L'Affrancatura Meccanica che Fabio Petrini ci ha inviato, mi offre l'occasione per alcuni spunti di carattere didattico destinati a coloro che desiderassero affacciarsi al collezionismo di queste affrancature poco o per nulla considerate dai cultori di storia postale.
Le affrancature meccaniche, il cui uso fu codificato dal Regio Decreto n. 1233 del 1/7/1926, videro la luce come primo utilizzo il 26/6/1927 presso le Esposizioni Riunite del Littoriale a Bologna e il punzone di Stato fu da subito provvisto dei due fasci laterali.
Fu il Regio Decreto del 12/12/1926 n. 2061 che elevò il fascio littorio ad emblema di Stato disponendo il suo inserimento in ogni distintivo pubblico.
Diversa sorte e tempistica (ci sono casi in cui non fu mai applicato, specie tra le ditte private) ebbe l’Era Fascista. che appare o scompare e risulta anche alquanto ballerina nella sua collocazione. Tradizionalmente a destra della data che viene quindi spostata a un po’ a sinistra, la ritroviamo a volte in basso e, caso molto più raro, sopra la data stessa.
Tutto procede tranquillamente negli anni con una progressiva adozione da parte di alcuni enti pubblici di altre simbologie all’interno di stemmi e scritte.
Poi all’alba delle note vicende si entra nel caos (e quindi nel divertimento per noi collezionisti).
L’Italia si spezza in due. Al Sud si inizia o forse è meglio dire si prosegue, nella pulizia delle impronte dai simboli fascisti ma senza nessuna norma o decreto. Il tutto anche condotto privatamente essendo le varie case costruttrici emigrate al Nord.
Possiamo ritenere che le “fresature” dei simboli furono condotte anche senza la necessità di spiombare le macchine. La prima norma che consente l’uso delle macchine affrancatrici, a patto che ci sia stata una loro “pulizia”, la ritroviamo nella circolare ministeriale n. 58 del 15/4/44.

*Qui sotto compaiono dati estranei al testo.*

//! Anchored cross-context queries over a doubled alphabet.
//!
//! The recurring question in placement search is "which letters make
//! `left + L + right` a word" for a fixed pair of neighbor contexts. A
//! plain word graph answers it with one walk per candidate letter and a
//! prefix re-derivation each time. This layer instead stores, for every
//! word and every split point, the variant `suffix + reverse(prefix)` with
//! the reversed half uppercased, so the whole question becomes a single
//! walk — and "enumerate every legal letter" a single one-wildcard pattern
//! search.
//!
//! All five variants of `"apple"`:
//!
//! ```text
//! split 0:  apple
//! split 1:  ppleA
//! split 2:  plePA
//! split 3:  lePPA
//! split 4:  eLPPA
//! ```
//!
//! (word, split) ↔ variant is a bijection over the doubled alphabet, so
//! variant membership decides word membership in context; nothing ever
//! needs decoding back.

use std::collections::BTreeSet;
use std::fs::File;
use std::io::{self, BufRead, BufReader};
use std::path::Path;

use super::builder::read_word_list;
use super::frozen::WordGraph;

/// A word graph over anchored variants of a lowercase vocabulary.
///
/// Words are ASCII lowercase; the uppercase letters are reserved as the
/// reversed-prefix half of the doubled alphabet. A vocabulary of n total
/// letters stores n variants.
///
/// # Examples
///
/// ```
/// use wordgraph::graph::AnchoredGraph;
///
/// let graph = AnchoredGraph::from_words(["cat", "cart"]);
/// assert!(graph.contains("cart"));
///
/// // Which letters fit between a "c" on the left and a "t" on the right?
/// let fits: Vec<char> = graph.letters_between("c", "t").into_iter().collect();
/// assert_eq!(fits, vec!['a']);
/// ```
pub struct AnchoredGraph {
    inner: WordGraph<char>,
}

/// The anchored variant of `word` split at `split`: the suffix from
/// `split` on, then the prefix before it reversed and uppercased.
fn variant(word: &str, split: usize) -> String {
    let mut out = String::with_capacity(word.len());
    out.extend(word.chars().skip(split));
    out.extend(
        word.chars()
            .take(split)
            .collect::<Vec<_>>()
            .into_iter()
            .rev()
            .map(|ch| ch.to_ascii_uppercase()),
    );
    out
}

/// Yields the anchored variants of `word`, one per split point. A word of
/// length n has n variants; split 0 is the word itself.
pub fn variants(word: &str) -> impl Iterator<Item = String> + '_ {
    (0..word.chars().count()).map(|split| variant(word, split))
}

impl AnchoredGraph {
    /// Builds the anchored graph for a vocabulary, in any order.
    ///
    /// Words are lowercased; every word is expanded to all of its
    /// variants, and the variants are sorted and fed through one ordinary
    /// builder run.
    pub fn from_words<S: AsRef<str>>(words: impl IntoIterator<Item = S>) -> Self {
        let mut all: Vec<String> = words
            .into_iter()
            .flat_map(|word| {
                let word = word.as_ref().to_lowercase();
                variants(&word).collect::<Vec<_>>()
            })
            .collect();
        all.sort();
        all.dedup();
        let inner = WordGraph::from_sorted_words(all)
            .expect("sorted, deduplicated variants are always in order");
        AnchoredGraph { inner }
    }

    /// Builds the anchored graph from a line-oriented word list, with the
    /// same line handling as [`WordGraph::from_word_reader`].
    pub fn from_word_reader(reader: impl BufRead) -> io::Result<Self> {
        Ok(Self::from_words(read_word_list(reader)?))
    }

    /// Builds the anchored graph from a word-list file.
    pub fn from_word_file(path: impl AsRef<Path>) -> io::Result<Self> {
        Self::from_word_reader(BufReader::new(File::open(path)?))
    }

    /// True iff `word` is in the vocabulary (its split-0 variant is the
    /// word itself).
    pub fn contains(&self, word: &str) -> bool {
        self.inner.contains(word.to_lowercase())
    }

    /// True iff `left + letter + right` is a word.
    ///
    /// `left` is given in reading order (the letter adjacent to the
    /// anchor last); `right` likewise (adjacent letter first). One walk,
    /// regardless of how the contexts are shared across candidate
    /// letters.
    pub fn accepts_between(&self, left: &str, letter: char, right: &str) -> bool {
        self.inner.contains(Self::probe(left, letter, right))
    }

    /// Every letter L such that `left + L + right` is a word, via a
    /// single one-wildcard pattern search.
    pub fn letters_between(&self, left: &str, right: &str) -> BTreeSet<char> {
        let pattern = Self::probe(left, WordGraph::<char>::WILDCARD, right);
        self.inner
            .pattern_search(&pattern)
            .into_iter()
            .filter_map(|hit| hit.chars().next())
            .collect()
    }

    /// Node count of the underlying variant graph.
    pub fn node_count(&self) -> usize {
        self.inner.node_count()
    }

    /// The variant that decides `left + letter + right`: split just after
    /// `letter`, i.e. `letter + right + reverse(left)` uppercased.
    fn probe(left: &str, letter: char, right: &str) -> String {
        let mut out = String::with_capacity(left.len() + right.len() + 1);
        out.push(letter);
        out.extend(right.to_lowercase().chars());
        out.extend(
            left.to_lowercase()
                .chars()
                .rev()
                .map(|ch| ch.to_ascii_uppercase()),
        );
        out
    }
}

impl std::fmt::Debug for AnchoredGraph {
    fn fmt(&self, f: &mut std::fmt::Formatter<'_>) -> std::fmt::Result {
        f.debug_struct("AnchoredGraph")
            .field("node_count", &self.node_count())
            .finish()
    }
}

#[cfg(test)]
mod test {
    use super::*;

    #[test]
    fn the_five_variants_of_apple() {
        let expanded: Vec<String> = variants("apple").collect();
        assert_eq!(expanded, vec!["apple", "ppleA", "plePA", "lePPA", "eLPPA"]);
    }

    #[test]
    fn single_word_anchor_query() {
        let graph = AnchoredGraph::from_words(["cat"]);
        let letters: Vec<char> = graph.letters_between("c", "t").into_iter().collect();
        assert_eq!(letters, vec!['a']);
    }

    #[test]
    fn membership_is_the_split_zero_variant() {
        let graph = AnchoredGraph::from_words(["cat", "cart"]);
        assert!(graph.contains("cat"));
        assert!(graph.contains("CART"));
        assert!(!graph.contains("car"));
        assert!(!graph.contains("at"));
    }

    #[test]
    fn accepts_between_every_split_of_a_word() {
        let graph = AnchoredGraph::from_words(["apple"]);
        assert!(graph.accepts_between("", 'a', "pple"));
        assert!(graph.accepts_between("a", 'p', "ple"));
        assert!(graph.accepts_between("ap", 'p', "le"));
        assert!(graph.accepts_between("app", 'l', "e"));
        assert!(graph.accepts_between("appl", 'e', ""));
        assert!(!graph.accepts_between("appl", 'y', ""));
        assert!(!graph.accepts_between("a", 'p', "le"));
    }

    #[test]
    fn letters_collect_across_words() {
        let graph = AnchoredGraph::from_words(["bat", "bet", "bit", "but", "bad"]);
        let letters: Vec<char> = graph.letters_between("b", "t").into_iter().collect();
        assert_eq!(letters, vec!['a', 'e', 'i', 'u']);
    }

    #[test]
    fn empty_left_context_finds_first_letters() {
        let graph = AnchoredGraph::from_words(["cat", "bat"]);
        let letters: Vec<char> = graph.letters_between("", "at").into_iter().collect();
        assert_eq!(letters, vec!['b', 'c']);
    }

    #[test]
    fn empty_right_context_finds_last_letters() {
        let graph = AnchoredGraph::from_words(["car", "cat"]);
        let letters: Vec<char> = graph.letters_between("ca", "").into_iter().collect();
        assert_eq!(letters, vec!['r', 't']);
    }

    #[test]
    fn both_contexts_empty_finds_one_letter_words() {
        let graph = AnchoredGraph::from_words(["a", "i", "cat"]);
        let letters: Vec<char> = graph.letters_between("", "").into_iter().collect();
        assert_eq!(letters, vec!['a', 'i']);
    }

    #[test]
    fn no_anchor_fits() {
        let graph = AnchoredGraph::from_words(["cat"]);
        assert!(graph.letters_between("x", "t").is_empty());
        assert!(graph.letters_between("c", "ts").is_empty());
    }

    #[test]
    fn reader_intake() {
        let text = "# fixture\ncat\nbat\n";
        let graph = AnchoredGraph::from_word_reader(std::io::Cursor::new(text)).unwrap();
        let letters: Vec<char> = graph.letters_between("", "at").into_iter().collect();
        assert_eq!(letters, vec!['b', 'c']);
    }

    #[test]
    fn input_is_lowercased_before_expansion() {
        let graph = AnchoredGraph::from_words(["CaT"]);
        assert!(graph.contains("cat"));
        let letters: Vec<char> = graph.letters_between("c", "t").into_iter().collect();
        assert_eq!(letters, vec!['a']);
    }
}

Nella Repubblica Sociale che si andò a costituire al Nord non fu certamente minore la confusione perché c’è chi aveva in maniera tempestiva già provveduto ad eliminare ogni segno; riscontriamo in tal senso atteggiamenti di gran cautela nel ripristinare uno “status quo” rispetto ad altri che non se ne curarono.
I primi punzoni con fascetti repubblicani (per intenderci quelli con l’ascia in alto) si ritiene vennero installati a partire dal maggio del 1944.
Li riscontriamo solo su macchine di produzione SIMA e la loro diffusione avvenne esclusivamente, salvo rarissime eccezioni, nel Centro-Nord e nel Centro-Ovest, zona in cui era ubicato lo stabilimento della SIMA.
Sono presenti su non più di una cinquantina di impronte note e catalogate e si riscontra una estrema variabilità nel disegno tanto da classificare una decina di tipologie diverse, per dentellatura e dimensione. Ciò fa ritenere che la loro produzione sia stata condotta artigianalmente da diversi soggetti su incarico della stessa Amministrazione Postale RSI o della SIMA stessa.
Possiamo escludere, in queste prime fasi, il coinvolgimento del Poligrafico, che come è noto, era ancora fisicamente a Roma e trasferito solo dopo il 4 giugno del 1944 nella sede di Aosta.
Chi diede disposizione dell’adozione del nuovo punzone? Non è dato saperlo con certezza ma, quasi sicuramente, fu la stessa Amministrazione Postale. La nuova impronta prese vita o per sostituzione sulla vecchia macchina dei nuovi punzoni o per sostituzione dell’intero macchinario.
Quali fattori elevano queste impronte “repubblichine” a pezzi di pregio in una collezione di A.M.? Sicuramente il limitato periodo d’uso in un’area geograficamente ristretta, che avrà sicuramente avuto una scarsa movimentazione postale. Da non trascurare la facile dispersione che in quel periodo potevano avere i documenti e non ultimo lo scarso interesse dei filatelisti verso il collezionismo meccanofilo.
Paradossalmente le impronte con punzone fascio repubblicano scalpellato sono ritenute invece alquanto meno pregiate delle stesse con fascio integro. Francamente non so cosa supporti tale considerazione, verso la quale personalmente dissento, nel momento in cui, come nel caso in questione, possiamo ritenerla originariamente appartenente alla categoria dei fasci repubblicani. Evidentemente anche in campo A.M. il mercato è alquanto bizzarro!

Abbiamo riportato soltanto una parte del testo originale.